JOHN QUIGGIN. Westward, look, the land is bright (Inside Story)

Jul 11, 2018

Amid more bad news from Washington come signs that attitudes are hardening against much of what the Trump presidency stands for.

Eighteen forty-nine was a bad year for democracy in Europe. In Britain, a People’s Charter demanding universal (male) suffrage, secret ballots and other democratic reforms had been ignored by an unrepresentative parliament. The Chartist movement collapsed in disarray, torn between moderate advocates of “moral force” and those who wanted the force to be more of a physical kind. In Europe, the wave of liberal and democratic enthusiasm that made 1848 “the year of revolution” had crashed on the resistance of the aristocratic and militaristic ruling classes.

It was in that dismal year that Arthur Hugh Clough wrote his famous poem “Say Not the Struggle Naught Availeth,” which ends with these lines:

In front the sun climbs slow, how slowly,
But westward, look, the land is bright.

The struggle to which the poem refers is never spelt out, but the historical context and Clough’s own sympathies make it clear. Clough had spent 1848 in Italy, and was widely regarded as the literary representative of Chartism.

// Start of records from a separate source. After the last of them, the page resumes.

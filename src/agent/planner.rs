//! Plan generation.
//!
//! The planner is a single reasoning-model completion: it gets the goal
//! text plus a catalog of the tools the executor will have, and returns a
//! numbered step-by-step plan in markdown.

use std::collections::HashMap;

use anyhow::{Context, Result};

use crate::llm::ChatClient;

pub const PLANNER_PROMPT: &str = "\
You are a household manager. You will receive a list of website
links to recipes. Your task is to create a detailed plan to review the recipes,
determine if any of them cannot be made due to lack of ingredients available
at the grocery store, and create a shopping list aggregating all the
ingredients needed for the recipes that can be made, including quantities.

You will have access to an LLM agent that is responsible for executing the plan that you create and will return results.

The LLM agent has access to the following functions:
{functions}

When creating a plan for the LLM to execute, break your instructions into a logical, step-by-step order, using the specified format:
    - **Main actions are numbered** (e.g., 1, 2, 3).
    - **Sub-actions are lettered** under their relevant main actions (e.g., 1a, 1b).
        - **Sub-actions should start on new lines**
    - **Specify conditions using clear 'if...then...else' statements** (e.g., 'If the product was purchased within 30 days, then...').
    - **For actions that require using one of the above functions defined**, write a step to call a function using backticks for the function name (e.g., `call the get_inventory_status function`).
        - Ensure that the proper input arguments are given to the model for instruction. There should not be any ambiguity in the inputs.
    - **The last step** in the instructions should always be calling the `instructions_complete` function. This is necessary so we know the LLM has completed all of the instructions you have given it.
    - **Detailed steps** The plan generated must be extremely detailed and thorough with explanations at every step.
Use markdown format when generating the plan with each step and sub-step.

Please find the list of recipe links below.
{text}
";

/// Renders the tool catalog as the bullet list the planner prompt expects.
pub fn render_function_catalog(descriptions: &HashMap<String, String>) -> String {
    let mut entries: Vec<(&String, &String)> = descriptions.iter().collect();
    entries.sort_by_key(|(name, _)| name.as_str());
    entries
        .iter()
        .map(|(name, desc)| format!("- {}: {}", name, desc))
        .collect::<Vec<_>>()
        .join("\n    ")
}

/// Asks the planner model for a plan covering `goal`.
pub async fn call_planner(
    client: &dyn ChatClient,
    model: &str,
    descriptions: &HashMap<String, String>,
    goal: &str,
    max_tokens: u32,
) -> Result<String> {
    let prompt = PLANNER_PROMPT
        .replace("{functions}", &render_function_catalog(descriptions))
        .replace("{text}", goal)
        + "\n\nPlease provide the next steps in your plan.";

    let plan = client
        .complete_text(model, &prompt, max_tokens)
        .await
        .context("planner completion failed")?;
    Ok(plan)
}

With more grim news from the US Supreme Court this week, it’s worth keeping Clough’s poem in mind. We have been in this situation many times before, and the temptation of despair is ever-present. Looking back, Clough’s resolute optimism was validated. It might have taken seventy years, but Britain achieved universal manhood suffrage in 1918. After decades of struggle by suffragists, women achieved equal voting rights ten years later. The other Chartist demands, with the exception of annual parliaments, were eventually achieved and are now taken for granted.

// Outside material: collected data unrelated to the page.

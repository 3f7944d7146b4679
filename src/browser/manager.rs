//! Browser session lifecycle and its tool-class adapter.
//!
//! `BrowserManager` owns the Chromium process for one session: launch with
//! the persona fingerprint, hand out stealth-initialized pages, tear down.
//! `BrowserManagerClass` declares that surface as a tool class so the
//! synthesizer can expose `initialize_browser_manager`,
//! `start_browser_manager` and `stop_browser_manager` to the model.

use std::path::PathBuf;
use std::sync::Arc;

use async_trait::async_trait;
use chromiumoxide::browser::{Browser, BrowserConfig};
use chromiumoxide::cdp::browser_protocol::page::AddScriptToEvaluateOnNewDocumentParams;
use chromiumoxide::handler::viewport::Viewport;
use futures_util::StreamExt;
use serde_json::{json, Map, Value};
use tokio::task::JoinHandle;
use tracing::{debug, warn};

use crate::toolgen::{
    expect_instance, BoxedInstance, DeclaredType, FunctionDecl, InstanceArena, ParamDecl,
    ToolClass, ToolError,
};

use super::cdp::CdpPage;
use super::fingerprint::DeviceProfile;
use super::{BrowserError, PageRef};

const DEFAULT_USER_DATA_DIR: &str = "./browser_data";

/// Manages a persistent Chromium instance with a realistic user profile.
pub struct BrowserManager {
    user_data_dir: PathBuf,
    debug: bool,
    profile: DeviceProfile,
    browser: Option<Browser>,
    handler_task: Option<JoinHandle<()>>,
}

impl BrowserManager {
    pub fn new(user_data_dir: Option<PathBuf>, debug: bool) -> Self {
        Self {
            user_data_dir: user_data_dir
                .unwrap_or_else(|| PathBuf::from(DEFAULT_USER_DATA_DIR)),
            debug,
            profile: DeviceProfile::macbook_pro(),
            browser: None,
            handler_task: None,
        }
    }

    pub fn is_running(&self) -> bool {
        self.browser.is_some()
    }

    /// Launches Chromium with the persona fingerprint and returns a fresh
    /// stealth-initialized page.
    pub async fn start(&mut self) -> Result<PageRef, BrowserError> {
        if self.browser.is_some() {
            return Err(BrowserError::Launch(
                "browser session already started".to_string(),
            ));
        }

        std::fs::create_dir_all(&self.user_data_dir)
            .map_err(|e| BrowserError::Launch(format!("user data dir: {}", e)))?;

        let mut builder = BrowserConfig::builder()
            .user_data_dir(&self.user_data_dir)
            .window_size(self.profile.screen_width, self.profile.screen_height)
            .viewport(Viewport {
                width: self.profile.screen_width,
                height: self.profile.screen_height,
                device_scale_factor: Some(self.profile.scale_factor),
                emulating_mobile: false,
                is_landscape: false,
                has_touch: false,
            });
        if self.debug {
            builder = builder.with_head();
        }
        for arg in self.profile.launch_args() {
            builder = builder.arg(arg);
        }
        let config = builder.build().map_err(BrowserError::Launch)?;

        let (browser, mut handler) = Browser::launch(config)
            .await
            .map_err(|e| BrowserError::Launch(e.to_string()))?;
        let handler_task = tokio::spawn(async move {
            while let Some(event) = handler.next().await {
                if event.is_err() {
                    break;
                }
            }
        });

        let page = browser
            .new_page("about:blank")
            .await
            .map_err(|e| BrowserError::Launch(format!("new page: {}", e)))?;
        if let Err(e) = page
            .execute(AddScriptToEvaluateOnNewDocumentParams::new(
                self.profile.stealth_script(),
            ))
            .await
        {
            warn!(error = %e, "stealth script injection failed");
        }

        debug!(user_data_dir = %self.user_data_dir.display(), "browser session started");
        self.browser = Some(browser);
        self.handler_task = Some(handler_task);
        Ok(Arc::new(CdpPage::new(page)))
    }

    /// Tears the session down. Safe to call when nothing is running.
    pub async fn stop(&mut self) -> Result<(), BrowserError> {
        if let Some(mut browser) = self.browser.take() {
            if let Err(e) = browser.close().await {
                warn!(error = %e, "browser close failed");
            }
        }
        if let Some(task) = self.handler_task.take() {
            task.abort();
        }
        Ok(())
    }
}

/// Declares `BrowserManager` for the class-function synthesizer. The
/// configured defaults apply when the model omits constructor arguments.
pub struct BrowserManagerClass {
    default_user_data_dir: Option<PathBuf>,
    default_debug: bool,
}

impl BrowserManagerClass {
    pub fn new(default_user_data_dir: Option<PathBuf>, default_debug: bool) -> Self {
        Self {
            default_user_data_dir,
            default_debug,
        }
    }
}

#[async_trait]
impl ToolClass for BrowserManagerClass {
    fn class_name(&self) -> &str {
        "BrowserManager"
    }

    fn constructor(&self) -> FunctionDecl {
        FunctionDecl::new(
            "new",
            "Initialize the browser manager with a consistent user profile.\n\n\
             Args:\n    \
             user_data_dir (str): Directory to store persistent browser data. \
             If omitted, defaults to './browser_data'.\n    \
             debug (bool): Run the browser headfully for debugging.",
            vec![
                ParamDecl::optional("user_data_dir", DeclaredType::Str, Value::Null),
                ParamDecl::optional("debug", DeclaredType::Bool, json!(false)),
            ],
        )
    }

    fn methods(&self) -> Vec<FunctionDecl> {
        vec![
            FunctionDecl::new(
                "start",
                "Initializes and launches a new browser instance.\n\n\
                 Returns:\n    BrowserPage: a handle to a new browser page \
                 ready for automation. Pass it to the grocery and scraping \
                 tools that take a page argument.",
                vec![],
            )
            .returning(DeclaredType::Named("BrowserPage".to_string())),
            FunctionDecl::new(
                "stop",
                "Stops and cleans up browser automation resources.\n\n\
                 Closes the active browser and releases the session. Page \
                 handles from this session become unusable afterwards.",
                vec![],
            ),
        ]
    }

    async fn construct(&self, args: &Map<String, Value>) -> Result<BoxedInstance, ToolError> {
        let user_data_dir = args
            .get("user_data_dir")
            .and_then(Value::as_str)
            .map(PathBuf::from)
            .or_else(|| self.default_user_data_dir.clone());
        let debug = args
            .get("debug")
            .and_then(Value::as_bool)
            .unwrap_or(self.default_debug);
        Ok(Box::new(BrowserManager::new(user_data_dir, debug)))
    }

    async fn invoke(
        &self,
        arena: &InstanceArena,
        method: &str,
        handle: &str,
        _args: &Map<String, Value>,
    ) -> Result<Value, ToolError> {
        enum Outcome {
            Page(PageRef),
            Done,
        }

        let mut boxed = arena.checkout(handle).await?;
        let manager = match expect_instance::<BrowserManager>(&mut boxed, handle, "BrowserManager")
        {
            Ok(manager) => manager,
            Err(e) => {
                arena.checkin(handle, boxed).await;
                return Err(e);
            }
        };

        let outcome = match method {
            "start" => manager
                .start()
                .await
                .map(Outcome::Page)
                .map_err(|e| ToolError::invocation("start_browser_manager", e)),
            "stop" => manager
                .stop()
                .await
                .map(|_| Outcome::Done)
                .map_err(|e| ToolError::invocation("stop_browser_manager", e)),
            other => Err(ToolError::invocation(
                other,
                format!("BrowserManager has no method `{}`", other),
            )),
        };
        arena.checkin(handle, boxed).await;

        match outcome? {
            Outcome::Page(page) => {
                let page_handle = arena.insert("browser_page", Box::new(page)).await;
                Ok(Value::String(page_handle))
            }
            Outcome::Done => Ok(Value::Null),
        }
    }
}

#[cfg(test)]
mod tests {
    use super::*;
    use crate::toolgen::synthesize::synthesize;

    fn rt() -> tokio::runtime::Runtime {
        tokio::runtime::Runtime::new().unwrap()
    }

    #[test]
    fn test_synthesized_surface() {
        let arena = Arc::new(InstanceArena::new());
        let funcs = synthesize(Arc::new(BrowserManagerClass::new(None, false)), arena);
        let names: Vec<&str> = funcs.iter().map(|f| f.name()).collect();
        assert_eq!(
            names,
            vec![
                "initialize_browser_manager",
                "start_browser_manager",
                "stop_browser_manager"
            ]
        );
    }

    #[test]
    fn test_initialize_stores_manager_without_launching() {
        let rt = rt();
        rt.block_on(async {
            let arena = Arc::new(InstanceArena::new());
            let funcs = synthesize(Arc::new(BrowserManagerClass::new(None, false)), arena.clone());
            let handle = (funcs[0].callable)(json!({ "debug": true }))
                .await
                .unwrap();
            assert!(handle.as_str().unwrap().starts_with("browser_manager-"));

            let mut boxed = arena.checkout(handle.as_str().unwrap()).await.unwrap();
            let manager =
                expect_instance::<BrowserManager>(&mut boxed, "h", "BrowserManager").unwrap();
            assert!(!manager.is_running());
        });
    }

    #[test]
    fn test_stop_without_start_is_harmless() {
        let rt = rt();
        rt.block_on(async {
            let mut manager = BrowserManager::new(None, false);
            manager.stop().await.unwrap();
            assert!(!manager.is_running());
        });
    }
}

Australia felt the influence of Chartism almost immediately, and moved much more quickly. The Chartist program, including women’s suffrage, was in place by 1908 for everyone but Indigenous Australians, who had to wait another sixty years to achieve full citizenship.

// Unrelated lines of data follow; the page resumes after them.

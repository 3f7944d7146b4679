//! Type mapping between declared parameter types and JSON Schema type names.
//!
//! Tool-calling APIs only understand a small, fixed vocabulary of JSON
//! Schema types. Every declared parameter type must resolve to exactly one
//! of them, and the mapping must be total: a declared type the table does
//! not recognize falls back to `string` instead of failing, so loosely
//! typed tools stay usable by the model.

use serde::{Deserialize, Serialize};

/// The closed set of JSON Schema type names a tool parameter can carry.
#[derive(Debug, Clone, Copy, PartialEq, Eq, Hash, Serialize, Deserialize)]
#[serde(rename_all = "lowercase")]
pub enum TypeTag {
    String,
    Integer,
    Number,
    Boolean,
    Array,
    Object,
    Null,
}

impl TypeTag {
    /// The JSON Schema spelling of this tag.
    pub fn as_str(&self) -> &'static str {
        match self {
            TypeTag::String => "string",
            TypeTag::Integer => "integer",
            TypeTag::Number => "number",
            TypeTag::Boolean => "boolean",
            TypeTag::Array => "array",
            TypeTag::Object => "object",
            TypeTag::Null => "null",
        }
    }
}

/// A parameter type as declared at registration time.
///
/// This is the "language-native" side of the mapping. Tools declare their
/// parameters with these instead of relying on runtime reflection; `Named`
/// covers domain types (instance handles, element lists, ...) that have no
/// direct JSON Schema equivalent.
#[derive(Debug, Clone, PartialEq, Eq)]
pub enum DeclaredType {
    Str,
    Int,
    Float,
    Bool,
    List,
    Map,
    Unit,
    Named(String),
}

impl DeclaredType {
    /// Human-readable spelling used when rendering signature text.
    pub fn label(&self) -> &str {
        match self {
            DeclaredType::Str => "str",
            DeclaredType::Int => "int",
            DeclaredType::Float => "float",
            DeclaredType::Bool => "bool",
            DeclaredType::List => "list",
            DeclaredType::Map => "map",
            DeclaredType::Unit => "()",
            DeclaredType::Named(name) => name,
        }
    }
}

/// Maps a declared type to its JSON Schema tag.
///
/// Pure and total: unrecognized (`Named`) types resolve to `string` by
/// policy rather than surfacing an error.
pub fn map_type(ty: &DeclaredType) -> TypeTag {
    match ty {
        DeclaredType::Str => TypeTag::String,
        DeclaredType::Int => TypeTag::Integer,
        DeclaredType::Float => TypeTag::Number,
        DeclaredType::Bool => TypeTag::Boolean,
        DeclaredType::List => TypeTag::Array,
        DeclaredType::Map => TypeTag::Object,
        DeclaredType::Unit => TypeTag::Null,
        DeclaredType::Named(_) => TypeTag::String,
    }
}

Democracy has ebbed and flowed in Europe as a whole since Clough laid down his pen. It’s ebbing at the moment, but it’s important not to forget that dictatorships of the right and left ruled most European countries as recently as the 1970s. Authoritarians like Vladimir Putin and Viktor Orbán have certainly reversed recent progress towards democracy, but they remain constrained to some extent by its norms.

Across the Atlantic, the thought of unrestricted Republican control of the Supreme Court has led many to despair. Yet, while there are strong arguments to support a pessimistic view, a dispassionate view of the situation supports Clough’s exhortation that “westward, look, the land is bright.”

Even though the Republican Party has its hands on all the levers of power, it is still losing ground on most issues, both in terms of public support and in terms of actual outcomes. Among the most important issues for the political right are tax policy, Obamacare, equal marriage, gun control, immigration and reproductive rights. On all of these issues, the Republicans have lost ground since Trump’s election.

The Republican tax cuts are less popular than ever. Obamacare has survived, and there’s rising support for a single-payer system. Equal marriage is firmly established, and talk of a constitutional change to stop it has disappeared. Gun control, one of the few issues on which the right had gained popular support in the culture wars, is now back on the agenda. And despite Trump’s court victory yesterday, he has just suffered a humiliating defeat for his policy of “zero tolerance” and family separation for informal immigrants.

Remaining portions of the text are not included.